En Isère aussi, travailler le dimanche fait débat

  • REPOS DOMINICAL oui, TRAVAIL DU DIMANCHE non
  • Revue de presse

En Isère, les dérogations d’ouverture dominicale accordées par le préfet se comptent sur les doigts d’une seule main… « Trois fois par an maximum », avance Jacques Vandenesch, directeur adjoint du Travail. Des autorisations qu’il ne faut pas confondre toutefois avec celles (cinq dimanches par an) données par les maires, souvent ensemble d’ailleurs. Les élus de l’agglomération grenobloise se réunissent ainsi une fois par an pour harmoniser ces dates d’ouvertures qui ont lieu en majorité au moment des fêtes. Les syndicats sont également conviés à cette réunion organisée. « Même si nous n’avons pas de pouvoir de décision, cela nous permet d’être vigilants au moins sur les heures de fermeture des magasins », souligne Marc Deroudille, secrétaire adjoint de FO Isère.

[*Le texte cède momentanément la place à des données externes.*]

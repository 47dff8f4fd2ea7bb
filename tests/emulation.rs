//! Emulation presets observed from the server side (plain HTTP paths).

mod support;

use bytes::Bytes;
use http_body_util::Full;
use support::server;

use camo::mimic::{emulation, Impersonate, Os};

#[tokio::test]
async fn chrome_headers_reach_the_wire() {
    let server = server::http(|req| async move {
        let ua = req
            .headers()
            .get(http::header::USER_AGENT)
            .and_then(|v| v.to_str().ok())
            .unwrap_or_default()
            .to_owned();
        let sec_ch_ua = req
            .headers()
            .get("sec-ch-ua")
            .and_then(|v| v.to_str().ok())
            .unwrap_or_default()
            .to_owned();
        http::Response::new(Full::new(Bytes::from(format!("{ua}\n{sec_ch_ua}"))))
    });

    let client = camo::Client::builder()
        .emulation(Impersonate::Chrome131)
        .build()
        .unwrap();

    let body = client
        .get(server.url("/"))
        .send()
        .await
        .unwrap()
        .text()
        .await
        .unwrap();

    let mut lines = body.lines();
    assert!(lines.next().unwrap().contains("Chrome/131"));
    assert!(lines.next().unwrap().contains("\"Chromium\";v=\"131\""));
}

#[tokio::test]
async fn firefox_emulation_sets_te_and_ua() {
    let server = server::http(|req| async move {
        let ua = req
            .headers()
            .get(http::header::USER_AGENT)
            .and_then(|v| v.to_str().ok())
            .unwrap_or_default()
            .to_owned();
        let te = req
            .headers()
            .get("te")
            .and_then(|v| v.to_str().ok())
            .unwrap_or_default()
            .to_owned();
        http::Response::new(Full::new(Bytes::from(format!("{ua}\n{te}"))))
    });

    let client = camo::Client::builder()
        .emulation(emulation(Impersonate::Firefox133, Os::Linux))
        .build()
        .unwrap();

    let body = client
        .get(server.url("/"))
        .send()
        .await
        .unwrap()
        .text()
        .await
        .unwrap();

    let mut lines = body.lines();
    assert!(lines.next().unwrap().contains("Firefox/133"));
    assert_eq!(lines.next().unwrap(), "trailers");
}

#[tokio::test]
async fn profile_header_order_applies_on_the_wire() {
    use std::io::{Read, Write};
    use std::net::TcpListener;

    let listener = TcpListener::bind("127.0.0.1:0").unwrap();
    let addr = listener.local_addr().unwrap();
    let (tx, rx) = std::sync::mpsc::channel();
    std::thread::spawn(move || {
        let (mut sock, _) = listener.accept().unwrap();
        let mut buf = Vec::new();
        let mut chunk = [0u8; 4096];
        loop {
            let n = sock.read(&mut chunk).unwrap();
            buf.extend_from_slice(&chunk[..n]);
            if n == 0 || buf.windows(4).any(|w| w == b"\r\n\r\n") {
                break;
            }
        }
        sock.write_all(b"HTTP/1.1 200 OK\r\ncontent-length: 0\r\n\r\n")
            .unwrap();
        tx.send(buf).unwrap();
    });

    let client = camo::Client::builder()
        .emulation(Impersonate::Chrome131)
        .build()
        .unwrap();
    client.get(format!("http://{addr}/")).send().await.unwrap();

    let head = rx.recv().unwrap();
    let head = std::str::from_utf8(&head).unwrap();
    let names: Vec<String> = head
        .lines()
        .skip(1)
        .take_while(|l| !l.is_empty())
        .filter_map(|l| l.split(':').next())
        .map(|n| n.trim().to_ascii_lowercase())
        .collect();

    // Chrome's order: user-agent before accept, accept before
    // accept-encoding, accept-encoding before accept-language.
    let pos = |name: &str| {
        names
            .iter()
            .position(|n| n == name)
            .unwrap_or_else(|| panic!("{name} missing from {names:?}"))
    };
    assert_eq!(pos("host"), 0);
    assert!(pos("sec-ch-ua") < pos("user-agent"));
    assert!(pos("user-agent") < pos("accept"));
    assert!(pos("accept") < pos("accept-encoding"));
    assert!(pos("accept-encoding") < pos("accept-language"));
}

#[test]
fn presets_install_complete_fingerprints() {
    for preset in [
        Impersonate::Chrome131,
        Impersonate::Firefox133,
        Impersonate::Safari18,
        Impersonate::OkHttp5,
        Impersonate::Tor,
    ] {
        let settings = emulation(preset, Os::default());
        assert!(settings.http2.headers_pseudo_order.is_some());
        assert!(settings.http2.settings_order.is_some());
        assert!(settings.headers.is_some());
    }
}

#[test]
fn string_names_resolve() {
    assert_eq!(
        "chrome_131".parse::<Impersonate>().unwrap(),
        Impersonate::Chrome131
    );
    assert_eq!("tor".parse::<Impersonate>().unwrap(), Impersonate::Tor);
    assert!("netscape_4".parse::<Impersonate>().is_err());
}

Selon Jacques Vandenesch, le département ne semble pas, pourtant, particulièrement “investi” dans le travail dominical qui s’est récemment invité dans la campagne présidentielle lorsque Nicolas Sarkozy a dit vouloir « poursuivre les assouplissements déjà réalisés ». « Les entreprises n’ont pas forcément envie de se lancer là-dedans ; elles ont compris que cela ne correspondait pas automatiquement à un gain en terme de chiffre d’affaires. Car cela nécessite d’avoir plus de personnel, ce qui est synonyme de charges supplémentaires. Au final, le gâteau n’est pas plus gros… ». Et quand « un franc-tireur » essaie de jouer solo, il a vite fait de se faire remballer… Jacques Vandenesch se souvient par exemple très bien qu’Ikea a tenté de négocier une ouverture le dimanche lors de son installation dans l’agglomération grenobloise en octobre 2007. « La levée de boucliers des patrons d’entreprises du meuble a été telle qu’Ikea a renoncé. Eux évidemment, n’auraient pas pu suivre… ».

Salariés et petits commerçants en première ligne

Faisant partie d’une des catégories d’établissement (ameublement de détail) pouvant bénéficier d’ouvertures le dimanche en vertu d’une dérogation inscrite dans le Code du travail, pour obtenir son autorisation, le géant du meuble suédois n’aurait donc même pas eu besoin de démontrer, comme le prévoient les textes, qu’une « fermeture le dimanche aurait compromis le fonctionnement normal de son établissement ou porté préjudice au public ». Pourtant, dans le secteur du meuble comme dans celui de l’habillement par exemple, les consommateurs peuvent très bien effectuer leurs courses un autre jour de la semaine que le dimanche…

En première ligne, les salariés sont donc prêts à se battre. Quand les petits commerçants, eux, n’ont d’autre choix que de subir une concurrence qu’ils estiment « déloyale »… Preuve qu’il est d’actualité, le sujet sera d’ailleurs à l’ordre du jour de la commission “Commerce” de la CCI de Grenoble ce jeudi.